25 July 2024

 

Yesterday evening I was eating a meal at the Windmill Pub, Acton High Street, thinking that it is a long time since I did my writing at the Colt House shack at Hatch, some years before it was occupied by Hornbeam Group. Miss Leila had a preference for intelligent children, often not scholarly, but by the time boys were over 14 they were mostly able to string together words on paper, used in those days. We did not have the sophistication of older girls such as EN and AB who were under the wing of the literary Miss Elizabeth Lloyd, but we were not short of words even if not always the best ones. CP, year above me, had an O level Geography exam question asking him to describe a geographical feature that he knew well. That harked of school field trips such as by AGS [Ashford Grammar School] classes to the Devil's Kneading Trough on the North Downs. However, CP wrote several pages on the merits of Folkestone F.C.'s Ground. Another boy wrote three words and decided that the exam was not really for him.

Choice of reading could be open to opinions. My first three housemasters in the shack had no problem with my buying Private Eye magazine. The fourth housemaster evidently regarded it as a subversive influence, but he did not mention it to me. At the end of term once I was off on the coach to Victoria, he marched into my cubbyhole and confiscated the set of Private Eye mags, as I was later told by GS. I might have supposed that I had discarded them as my growing collection of records took up my limited storage space.

That housemaster decided that the CC Colt House should be a member of Kent Association of Boys Clubs. Most of the boys, in common with boys our age elsewhere, were interested in things such as football, table tennis, motor bikes and activities such as the Duke of Edinburgh's Award Scheme, camping and going off to the Army to shoot and tackle obstacle courses. I doubt if most of the Clubs gave priority to literary writing. However, KABC had an annual Chamberlain Award competition for this open to boys of 16 or more.
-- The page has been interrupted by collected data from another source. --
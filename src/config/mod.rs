pub mod settings;

pub use settings::{BackendKind, Settings};

use crate::errors::{FavoritesError, Result};
use std::path::PathBuf;

/// File name of the favorites document inside the home directory
pub const FAVORITES_FILE_NAME: &str = ".windsurf-favorite-stashes.json";

/// Overrides the favorites file location
pub const FAVORITES_FILE_ENV: &str = "FAVORITE_STASHES_FILE";

/// Selects the stash backend (`libgit2` or `cli`)
pub const BACKEND_ENV: &str = "FAVORITE_STASHES_BACKEND";

/// Get the default favorites file (~/.windsurf-favorite-stashes.json)
pub fn default_favorites_file() -> Result<PathBuf> {
    let home_dir =
        dirs::home_dir().ok_or_else(|| FavoritesError::config("Could not find home directory"))?;
    Ok(home_dir.join(FAVORITES_FILE_NAME))
}
pub mod commands;
pub mod output;

use crate::config::{BackendKind, Settings};
use crate::errors::Result;
use clap::{CommandFactory, Parser, Subcommand};
use clap_complete::Shell;
use commands::list::Listing;
use commands::stash::StashAction;
use commands::CommandContext;
use std::path::PathBuf;

#[derive(Parser)]
#[command(name = "favorite-stashes")]
#[command(about = "Favorite Stashes - Manage your favorite Git stashes")]
#[command(version)]
#[command(after_help = "Examples:\n  favorite-stashes mark stash@{0}\n  favorite-stashes list\n  favorite-stashes favorites")]
pub struct Cli {
    #[command(subcommand)]
    pub command: Option<Commands>,

    /// Enable verbose logging
    #[arg(long, short, global = true)]
    pub verbose: bool,

    /// Disable colored output
    #[arg(long, global = true)]
    pub no_color: bool,

    /// Print machine-readable JSON instead of text
    #[arg(long, global = true)]
    pub json: bool,

    /// Favorites file (defaults to ~/.windsurf-favorite-stashes.json)
    #[arg(long, global = true, value_name = "PATH")]
    pub favorites_file: Option<PathBuf>,

    /// Stash backend to use
    #[arg(long, global = true, value_enum)]
    pub backend: Option<BackendKind>,

    /// Repository to operate on (defaults to the current directory)
    #[arg(long, global = true, value_name = "PATH")]
    pub repo: Option<PathBuf>,
}

// Stash ids are optional at the parser level so a missing id is reported
// with our own usage error and exit code 1
#[derive(Subcommand)]
pub enum Commands {
    /// List all stashes with favorite status
    List,

    /// List only favorite stashes
    Favorites,

    /// Mark a stash as favorite
    Mark {
        /// Stash ID, e.g. stash@{0}
        id: Option<String>,
    },

    /// Unmark a stash as favorite
    Unmark {
        /// Stash ID, e.g. stash@{0}
        id: Option<String>,
    },

    /// Mark or unmark a stash depending on its current status
    Toggle {
        /// Stash ID, e.g. stash@{0}
        id: Option<String>,
    },

    /// Apply a stash
    Apply {
        /// Stash ID, e.g. stash@{0}
        id: Option<String>,
    },

    /// Pop a stash
    Pop {
        /// Stash ID, e.g. stash@{0}
        id: Option<String>,
    },

    /// Drop a stash
    Drop {
        /// Stash ID, e.g. stash@{0}
        id: Option<String>,
    },

    /// Generate shell completions
    Completions {
        /// Shell to generate completions for
        #[arg(value_enum)]
        shell: Shell,
    },
}

impl Cli {
    pub async fn run(self) -> Result<()> {
        // Set up logging based on verbosity
        self.setup_logging();

        let Some(command) = self.command else {
            Cli::command().print_help()?;
            return Ok(());
        };

        if let Commands::Completions { shell } = command {
            return commands::completions::generate_completions(shell);
        }

        let settings = Settings::resolve(self.favorites_file, self.backend, self.repo)?;
        let ctx = CommandContext::new(settings, self.json);

        match command {
            Commands::List => commands::list::run(&ctx, Listing::All).await,
            Commands::Favorites => commands::list::run(&ctx, Listing::Favorites).await,
            Commands::Mark { id } => commands::favorite::run_mark(&ctx, id).await,
            Commands::Unmark { id } => commands::favorite::run_unmark(&ctx, id).await,
            Commands::Toggle { id } => commands::favorite::run_toggle(&ctx, id).await,
            Commands::Apply { id } => commands::stash::run(&ctx, StashAction::Apply, id).await,
            Commands::Pop { id } => commands::stash::run(&ctx, StashAction::Pop, id).await,
            Commands::Drop { id } => commands::stash::run(&ctx, StashAction::Drop, id).await,
            Commands::Completions { shell } => commands::completions::generate_completions(shell),
        }
    }

    fn setup_logging(&self) {
        let level = if self.verbose {
            tracing::Level::DEBUG
        } else {
            tracing::Level::INFO
        };

        // Logs go to stderr so --json output on stdout stays parseable
        let subscriber = tracing_subscriber::fmt()
            .with_max_level(level)
            .with_target(false)
            .without_time()
            .with_writer(std::io::stderr);

        if self.no_color {
            console::set_colors_enabled(false);
            let _ = subscriber.with_ansi(false).try_init();
        } else {
            let _ = subscriber.try_init();
        }
    }
}
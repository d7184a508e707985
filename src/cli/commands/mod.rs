pub mod completions;
pub mod favorite;
pub mod list;
pub mod stash;

use crate::config::Settings;
use crate::errors::{FavoritesError, Result};
use crate::favorites::{Durability, FavoriteStore, FavoritesManager, FileStorage, StashId};
use crate::git::{open_backend, StashBackend};

/// Usage error shown when a command needs a stash id
pub const MISSING_ID: &str = "Please provide a stash ID (e.g., stash@{0})";

/// Everything a command needs from the process: resolved settings and output mode
#[derive(Debug, Clone)]
pub struct CommandContext {
    pub settings: Settings,
    pub json: bool,
}

impl CommandContext {
    pub fn new(settings: Settings, json: bool) -> Self {
        Self { settings, json }
    }

    /// Favorites only; does not need a repository
    pub fn open_store(&self) -> FavoriteStore<FileStorage> {
        FavoriteStore::load(FileStorage::new(&self.settings.favorites_file))
    }

    /// Favorites reconciled against the repository's stash list
    pub fn open_manager(&self) -> Result<FavoritesManager<Box<dyn StashBackend>, FileStorage>> {
        let backend = open_backend(&self.settings)?;
        Ok(FavoritesManager::new(
            backend,
            FileStorage::new(&self.settings.favorites_file),
        ))
    }
}

/// Parse the required stash id argument
pub fn require_id(id: Option<&str>) -> Result<StashId> {
    let raw = id.ok_or_else(|| FavoritesError::validation(MISSING_ID))?;
    raw.parse()
        .map_err(|e| FavoritesError::validation(format!("{e}. {MISSING_ID}")))
}

/// Warning text for a mutation whose write failed
pub fn durability_warning(durability: &Durability) -> Option<String> {
    durability
        .write_error()
        .map(|e| format!("Favorites were updated for this session but could not be saved: {e}"))
}
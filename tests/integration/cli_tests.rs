use super::test_helpers::{assert_output_contains, stderr, stdout, TestEnv};

#[test]
fn test_help_exits_successfully() {
    let env = TestEnv::new();

    for args in [&["help"][..], &[][..], &["--help"][..]] {
        let output = env.run(args);
        assert!(output.status.success(), "{args:?} should exit 0");
        assert_output_contains(&output, "Mark a stash as favorite", "help output");
    }
}

#[test]
fn test_commands_require_stash_id() {
    let env = TestEnv::new();

    for command in ["mark", "unmark", "toggle", "apply", "pop", "drop"] {
        let output = env.run(&[command]);
        assert_eq!(output.status.code(), Some(1), "{command} without id");
        assert_output_contains(&output, "Please provide a stash ID", command);
    }
}

#[test]
fn test_invalid_stash_id_is_usage_error() {
    let env = TestEnv::new();

    let output = env.run(&["mark", "not-a-stash"]);

    assert_eq!(output.status.code(), Some(1));
    assert!(!env.favorites_file().exists());
}

#[test]
fn test_mark_then_list_shows_star() {
    let env = TestEnv::new();
    env.stash("older work");
    env.stash("newer work");

    let mark = env.run(&["mark", "stash@{1}"]);
    assert!(mark.status.success());
    assert_output_contains(&mark, "Marked stash@{1} as favorite", "mark");

    let list = env.run(&["list"]);
    assert!(list.status.success());
    let out = stdout(&list);
    assert!(out.contains("All stashes (★ = favorite):"), "{out}");
    assert!(out.contains("  stash@{0}: "), "{out}");
    assert!(out.contains("★ stash@{1}: "), "{out}");
    assert!(out.find("stash@{0}").unwrap() < out.find("stash@{1}").unwrap());

    let favorites = env.run(&["favorites"]);
    let out = stdout(&favorites);
    assert!(out.contains("Favorite stashes:"), "{out}");
    assert!(out.contains("older work"), "{out}");
    assert!(!out.contains("newer work"), "{out}");
}

#[test]
fn test_empty_favorites_message() {
    let env = TestEnv::new();
    env.stash("something");

    let output = env.run(&["favorites"]);

    assert!(output.status.success());
    assert_output_contains(&output, "No favorite stashes found.", "favorites");
}

#[test]
fn test_unmark_non_favorite_is_informational() {
    let env = TestEnv::new();

    let output = env.run(&["unmark", "stash@{4}"]);

    assert!(output.status.success());
    assert_output_contains(&output, "stash@{4} is not marked as favorite", "unmark");
    assert!(!env.favorites_file().exists(), "nothing should be written");
}

#[test]
fn test_pop_evicts_favorite() {
    let env = TestEnv::new();
    env.stash("keep me");

    assert!(env.run(&["mark", "stash@{0}"]).status.success());
    let output = env.run(&["pop", "stash@{0}"]);

    assert!(output.status.success());
    assert_output_contains(&output, "Popped stash@{0}", "pop");
    assert_eq!(env.stash_count(), 0);
    assert_eq!(env.read_favorites(), serde_json::json!({ "stashes": {} }));
}

#[test]
fn test_drop_evicts_favorite() {
    let env = TestEnv::new();
    env.stash("throw away");

    assert!(env.run(&["mark", "0"]).status.success());
    let output = env.run(&["drop", "0"]);

    assert!(output.status.success());
    assert_output_contains(&output, "Dropped stash@{0}", "drop");
    assert_eq!(env.read_favorites(), serde_json::json!({ "stashes": {} }));
}

#[test]
fn test_apply_keeps_favorite() {
    let env = TestEnv::new();
    env.stash("apply me");

    assert!(env.run(&["mark", "stash@{0}"]).status.success());
    let output = env.run(&["apply", "stash@{0}"]);

    assert!(output.status.success());
    assert_output_contains(&output, "Applied stash@{0}", "apply");
    assert_eq!(env.stash_count(), 1);
    assert_eq!(
        env.read_favorites(),
        serde_json::json!({ "stashes": { "stash@{0}": true } })
    );
}

#[test]
fn test_backend_failure_exits_zero_and_keeps_favorite() {
    let env = TestEnv::new();

    assert!(env.run(&["mark", "stash@{3}"]).status.success());

    for command in ["apply", "pop", "drop"] {
        let output = env.run(&[command, "stash@{3}"]);
        assert!(output.status.success(), "{command} failure should still exit 0");
        assert_output_contains(&output, &format!("Failed to {command} stash@{{3}}"), command);
    }

    assert_eq!(
        env.read_favorites(),
        serde_json::json!({ "stashes": { "stash@{3}": true } })
    );
}

#[test]
fn test_libgit2_backend_is_selectable() {
    let env = TestEnv::new();
    env.stash("first");
    env.stash("second");

    assert!(env.run(&["mark", "stash@{0}"]).status.success());

    let list = env.run(&["list", "--backend", "libgit2"]);
    let out = stdout(&list);
    assert!(out.contains("★ stash@{0}: "), "{out}");
    assert!(out.contains("second"), "{out}");

    let dropped = env.run(&["drop", "stash@{0}", "--backend", "libgit2"]);
    assert_output_contains(&dropped, "Dropped stash@{0}", "libgit2 drop");
    assert_eq!(env.stash_count(), 1);
    assert_eq!(env.read_favorites(), serde_json::json!({ "stashes": {} }));
}

#[test]
fn test_default_backend_applies_with_staged_changes() {
    let env = TestEnv::new();
    env.stash("stashed readme");
    std::fs::write(env.repo_path().join("other.txt"), "staged\n").unwrap();
    env.git(&["add", "other.txt"]);

    let apply = env.run(&["apply", "stash@{0}"]);
    assert_output_contains(&apply, "Applied stash@{0}", "apply with staged index");
    let readme = std::fs::read_to_string(env.repo_path().join("README.md")).unwrap();
    assert!(readme.contains("stashed readme"), "{readme}");

    // Restore the readme so pop applies onto a clean file
    env.git(&["checkout", "--", "README.md"]);
    assert!(env.run(&["mark", "stash@{0}"]).status.success());
    let pop = env.run(&["pop", "stash@{0}"]);
    assert_output_contains(&pop, "Popped stash@{0}", "pop with staged index");
    assert_eq!(env.stash_count(), 0);
    assert_eq!(env.read_favorites(), serde_json::json!({ "stashes": {} }));
}

#[test]
fn test_json_listing() {
    let env = TestEnv::new();
    env.stash("A");
    env.stash("B");
    assert!(env.run(&["mark", "stash@{1}"]).status.success());

    let output = env.run(&["list", "--json"]);
    assert!(output.status.success(), "{}", stderr(&output));

    let entries: serde_json::Value = serde_json::from_str(&stdout(&output)).unwrap();
    let entries = entries.as_array().unwrap();
    assert_eq!(entries.len(), 2);
    assert_eq!(entries[0]["id"], "stash@{0}");
    assert_eq!(entries[0]["isFavorite"], false);
    assert_eq!(entries[1]["id"], "stash@{1}");
    assert_eq!(entries[1]["index"], 1);
    assert_eq!(entries[1]["isFavorite"], true);

    let output = env.run(&["favorites", "--json"]);
    let favorites: serde_json::Value = serde_json::from_str(&stdout(&output)).unwrap();
    assert_eq!(favorites.as_array().unwrap().len(), 1);
}

#[test]
fn test_json_mutation_report() {
    let env = TestEnv::new();

    let output = env.run(&["unmark", "stash@{0}", "--json"]);

    let report: serde_json::Value = serde_json::from_str(&stdout(&output)).unwrap();
    assert_eq!(
        report,
        serde_json::json!({ "success": false, "message": "stash@{0} is not marked as favorite" })
    );
}

#[test]
fn test_outside_repository() {
    let env = TestEnv::new();
    let elsewhere = tempfile::TempDir::new().unwrap();

    // Listing reports the backend error but does not fail the process
    let list = env.run_in(elsewhere.path(), &["list"]);
    assert!(list.status.success());
    assert_output_contains(&list, "Error getting stashes", "list outside repo");

    let favorites = env.run_in(elsewhere.path(), &["favorites"]);
    assert!(!stdout(&favorites).contains("No favorite stashes found."));

    // Marking needs no repository
    let mark = env.run_in(elsewhere.path(), &["mark", "stash@{0}"]);
    assert!(mark.status.success());
    assert_eq!(
        env.read_favorites(),
        serde_json::json!({ "stashes": { "stash@{0}": true } })
    );
}

#[test]
fn test_toggle_round_trip() {
    let env = TestEnv::new();

    let first = env.run(&["toggle", "stash@{2}"]);
    assert_output_contains(&first, "Marked stash@{2} as favorite", "toggle on");

    let second = env.run(&["toggle", "stash@{2}"]);
    assert_output_contains(&second, "Removed stash@{2} from favorites", "toggle off");
    assert_eq!(env.read_favorites(), serde_json::json!({ "stashes": {} }));
}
In Spring 1966 CP and I were asked to write essay. He won first prize and I won second prize.

In Spring 1967 a number of us were persuaded to write for this competition. I won first prize with an anthology of poems (with self-serving notes). CP came second with Where are we going? Others featured from CC were MR (I look at the modern world), DC (Hitch-Hiking in Wales) and JM (The Forgotten Soldier).

By Spring 1968 CP had left and there was a rather different housemaster. I wrote something that seemed fashionable supposedly on Psychiatry Today, not really knowing anything about it, but I reckoned nor would those judging my literary effort. I trotted out some populist stories on psychology and whatever suited me such as mentioning Captain Beefheart's Safe as Milk LP. I won again but also became Writer of the Year for the National Association of Boys Clubs (I had no idea that my essay went beyond KABC). In the Autumn that cup was presented at the Royal Festival Hall, although by then I was at University studying law and having fun, and anyway I was unaware of the need to attend a rehearsal to be taught how to receive an award from a royal Duke, but that is another tale.